Embora ainda ativo, o corpo sente os impactos de quem trabalhou em alguns dos lugares mais hostis do planeta: Salgado convive com uma doença sanguínea devido à malária que contraiu na Indonésia e tem problemas na coluna causados pela explosão de uma mina terrestre que atingiu seu veículo em 1974, durante a guerra de independência do Moçambique.
Ainda que distante das lentes, ele não parou por completo. Como conta o The Guardian, o fotógrafo agora se tornou editor de seu próprio arquivo — para se ter uma ideia, há 15 anos, a coleção tinha 500 mil obras. Uma nova contagem está em andamento.
Entre os trabalhos que virão, está previsto um projeto no Museu da Imagem e do Som, em São Paulo, reunindo algumas das primeiras fotos de Salgado. E a partir de abril, ocorre a exposição do Sony World Photography Awards, na Somerset House, em Londres. A mostra comemora um prêmio que Salgado recebeu recentemente, o Outstanding Contribution to Photography (Contribuição Notável para a Fotografia). Também haverá uma parceria com o Museu Wende, em Los Angeles.

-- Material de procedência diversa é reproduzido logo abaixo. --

/*!
# `JPEG Line` - Entry Point
*/

use crate::Registry;



#[derive(Debug, Clone, Copy)]
/// # JPEG.
///
/// The decode and encode pipelines, bound to the [`Registry`] their managers
/// are listed in. The crate-level functions use [`Jpeg::global`]; build one
/// with [`Jpeg::new`] to keep a set of calls in a registry of their own.
///
/// The pipelines themselves are documented alongside their methods:
/// [`Jpeg::decode`], [`Jpeg::decode_config`], [`Jpeg::decode_into_rgb`],
/// [`Jpeg::decode_into_rgba`], [`Jpeg::decode_with_warnings`] and
/// [`Jpeg::encode`].
pub struct Jpeg<'a> {
	pub(crate) registry: &'a Registry,
}

impl Default for Jpeg<'static> {
	#[inline]
	fn default() -> Self { Self::global() }
}

impl<'a> Jpeg<'a> {
	#[must_use]
	/// # New.
	pub const fn new(registry: &'a Registry) -> Self { Self { registry } }

	#[must_use]
	/// # Registry.
	pub const fn registry(&self) -> &'a Registry { self.registry }
}

impl Jpeg<'static> {
	#[must_use]
	/// # Global.
	///
	/// Use the process-wide [`Registry::global`].
	pub fn global() -> Self { Self { registry: Registry::global() } }
}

Ainda em relação ao Brasil, Salgado está preparando uma iniciativa especial para a COP30, que será realizada no próximo ano em Belém.
— Vamos abrir uma exposição com 255 fotos gigantes do meu projeto Amazônia e uma apresentação com composições do (Heitor) Villa-Lobos — revelou.
A trajetória
Sebastião Salgado nasceu em Minas Gerais, mesmo Estado onde conheceu Lélia Wanick Salgado, quando ela tinha 17 e ele, 19. Os dois estão juntos há 60 anos. Ela se formou em Arquitetura e ele, em Economia.

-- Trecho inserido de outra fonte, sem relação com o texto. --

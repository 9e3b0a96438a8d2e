/*!
# `JPEG Line` - Rectangles
*/

use std::fmt;



#[derive(Debug, Clone, Copy, Default, Eq, Hash, PartialEq)]
/// # Point.
pub struct Point {
	/// # X.
	pub x: i32,

	/// # Y.
	pub y: i32,
}

impl Point {
	#[must_use]
	/// # New.
	pub const fn new(x: i32, y: i32) -> Self { Self { x, y } }
}



#[derive(Debug, Clone, Copy, Default, Eq, Hash, PartialEq)]
/// # Rectangle.
///
/// A half-open pixel rectangle: `min` is inclusive, `max` exclusive. Every
/// buffer in this crate uses one to define its coordinate domain.
///
/// Zero-area rectangles are valid and simply contain no pixels.
pub struct Rectangle {
	/// # Top Left (Inclusive).
	pub min: Point,

	/// # Bottom Right (Exclusive).
	pub max: Point,
}

impl fmt::Display for Rectangle {
	fn fmt(&self, f: &mut fmt::Formatter<'_>) -> fmt::Result {
		write!(
			f,
			"({},{})-({},{})",
			self.min.x, self.min.y, self.max.x, self.max.y,
		)
	}
}

impl Rectangle {
	#[must_use]
	/// # New.
	///
	/// Build a rectangle from two corners, swapping coordinates as needed so
	/// that `max` is never smaller than `min`.
	pub const fn new(x0: i32, y0: i32, x1: i32, y1: i32) -> Self {
		let (x0, x1) = if x0 > x1 { (x1, x0) } else { (x0, x1) };
		let (y0, y1) = if y0 > y1 { (y1, y0) } else { (y0, y1) };
		Self {
			min: Point::new(x0, y0),
			max: Point::new(x1, y1),
		}
	}

	#[must_use]
	/// # From Size.
	///
	/// A rectangle anchored at the origin.
	pub const fn from_size(width: i32, height: i32) -> Self {
		Self::new(0, 0, width, height)
	}
}

/// ## Getters.
impl Rectangle {
	#[must_use]
	/// # Width.
	///
	/// This can be negative if the fields were set by hand with `max < min`.
	pub const fn dx(&self) -> i32 { self.max.x.saturating_sub(self.min.x) }

	#[must_use]
	/// # Height.
	///
	/// This can be negative if the fields were set by hand with `max < min`.
	pub const fn dy(&self) -> i32 { self.max.y.saturating_sub(self.min.y) }

	#[must_use]
	/// # Is Empty?
	pub const fn is_empty(&self) -> bool {
		self.min.x >= self.max.x || self.min.y >= self.max.y
	}

	#[must_use]
	/// # Contains Point?
	pub const fn contains(&self, x: i32, y: i32) -> bool {
		self.min.x <= x && x < self.max.x && self.min.y <= y && y < self.max.y
	}

	/// # Dimensions.
	///
	/// Return the width and height as `usize`.
	///
	/// ## Errors
	///
	/// Returns [`JpegError::Dimensions`](crate::JpegError::Dimensions) if
	/// either axis is negative.
	pub fn size(&self) -> Result<(usize, usize), crate::JpegError> {
		let w = usize::try_from(self.dx()).map_err(|_| crate::JpegError::Dimensions)?;
		let h = usize::try_from(self.dy()).map_err(|_| crate::JpegError::Dimensions)?;
		Ok((w, h))
	}
}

Os dois integravam um grupo revolucionário de esquerda e, conforme aumentava a perseguição política durante a ditadura militar, decidiram deixar o país para exilarem-se em Paris.

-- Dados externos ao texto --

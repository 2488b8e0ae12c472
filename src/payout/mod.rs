//! Wagers and payouts.
//!
//! - [`PayoutCalculator`]: multiplier and reward from board width and mode
//! - [`Bet`] / [`BalanceLedger`]: bet validation against a host-owned balance
//!
//! Factors are house-edge configuration supplied by the host through
//! [`PayoutConfig`]; the calculator owns no policy of its own.

mod calculator;
mod wager;

pub use calculator::{Payout, PayoutCalculator, PayoutConfig, WagerMode};
pub use wager::{affordable_quick_bets, BalanceLedger, Bet, QUICK_BETS};
//! Deterministic path resolution.
//!
//! A token starts at the top of a column and descends row by row. At each
//! row it crosses at most one rung: right is checked before left. After the
//! last row the token's column is the arrival column. There is no extra
//! descent step; any final drop animation belongs to the presenter.

use serde::{Deserialize, Serialize};
use smallvec::SmallVec;

use super::Board;
use crate::core::error::check_column;
use crate::core::Result;

/// A point on the token's path, in board coordinates.
#[derive(Clone, Copy, Debug, PartialEq, Eq, Hash, Serialize, Deserialize)]
pub struct Waypoint {
    pub row: usize,
    pub column: usize,
}

impl Waypoint {
    #[must_use]
    pub const fn new(row: usize, column: usize) -> Self {
        Self { row, column }
    }
}

/// Full movement sequence for one descent.
///
/// Each row contributes a waypoint where the token reaches it, plus a
/// second waypoint on the same row when a rung carries it sideways. An
/// animator can walk these at its own pace.
#[derive(Clone, Debug, PartialEq, Eq, Serialize, Deserialize)]
pub struct PathTrace {
    pub start: usize,
    pub arrival: usize,
    /// SmallVec optimizes for typical board heights without heap allocation.
    pub waypoints: SmallVec<[Waypoint; 16]>,
}

impl PathTrace {
    /// Number of rungs the token crossed.
    #[must_use]
    pub fn lateral_moves(&self) -> usize {
        self.waypoints
            .windows(2)
            .filter(|pair| pair[0].row == pair[1].row)
            .count()
    }
}

/// Walks tokens through boards. Stateless.
#[derive(Clone, Copy, Debug, Default)]
pub struct PathResolver;

impl PathResolver {
    /// Arrival column for a token dropped at `start`.
    ///
    /// Fails with `InvalidArgument` if `start` is not a column of `board`.
    pub fn resolve(board: &Board, start: usize) -> Result<usize> {
        check_column(start, board.columns())?;
        Ok(descend(board, start, |_| {}))
    }

    /// Like [`PathResolver::resolve`], but also records every waypoint.
    pub fn trace(board: &Board, start: usize) -> Result<PathTrace> {
        check_column(start, board.columns())?;
        let mut waypoints: SmallVec<[Waypoint; 16]> = SmallVec::new();
        let arrival = descend(board, start, |step| {
            waypoints.push(Waypoint::new(step.row, step.from));
            if step.to != step.from {
                waypoints.push(Waypoint::new(step.row, step.to));
            }
        });
        Ok(PathTrace {
            start,
            arrival,
            waypoints,
        })
    }
}

/// One row of a descent.
#[derive(Clone, Copy, Debug)]
pub(crate) struct Step {
    pub row: usize,
    pub from: usize,
    pub to: usize,
}

/// Core walk. `start` must already be in range.
pub(crate) fn descend(board: &Board, start: usize, mut on_step: impl FnMut(Step)) -> usize {
    let mut current = start;
    for row in 0..board.rows() {
        let from = current;
        if current + 1 < board.columns() && board.has_rung(row, current) {
            current += 1;
        } else if current > 0 && board.has_rung(row, current - 1) {
            current -= 1;
        }
        on_step(Step {
            row,
            from,
            to: current,
        });
    }
    current
}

Em terras francesas, Salgado descobriu o talento para a fotografia quando pegou emprestada uma câmera fotográfica de Lélia. Sua ascensão foi meteórica em Paris, onde passou por diferentes agências e conseguiu deixar sua marca.
Mais tarde, Lélia se tornou diretora da galeria Magnum, em Paris, antes de abrir um estúdio independente, que pouco a pouco passou a ser dedicado à produção de Salgado. O trabalho de Lélia é, aliás, reconhecido como chave para o sucesso do marido.
— Não sei dizer onde termino e onde começa Lélia — afirmou Salgado, durante a entrevista.
O início da carreira do fotógrafo foi marcado por críticas de colegas, que o acusavam de explorar e estetizar a miséria.
— Eu não nasci aqui (na Europa). Eu vim do terceiro mundo. Quando nasci, o Brasil era um país em desenvolvimento. As fotos que tirei, tirei a partir do meu lado, do meu mundo, de onde venho — destacou.
Na época, as críticas o abalaram e ele chegou a se distanciar do mundo da fotografia. Foi quando nasceu o Instituto Terra, criado pelo casal como uma organização não governamental que atua como centro de recuperação ambiental. A conexão com a natureza que fez Salgado relembrar a paixão pelas lentes. Um dos trabalhos — Amazônia (2021) — mostra isso.
Ele, que se descreve como pessimista em relação à humanidade, lamenta a falta de capacidade de autoridades globais ignorarem problemas como a escassez de água e a perda de biodiversidade.
— Sou pessimista em relação à humanidade, mas otimista em relação ao planeta. O planeta se recuperará. Está se tornando cada vez mais fácil para o planeta nos eliminar — completou.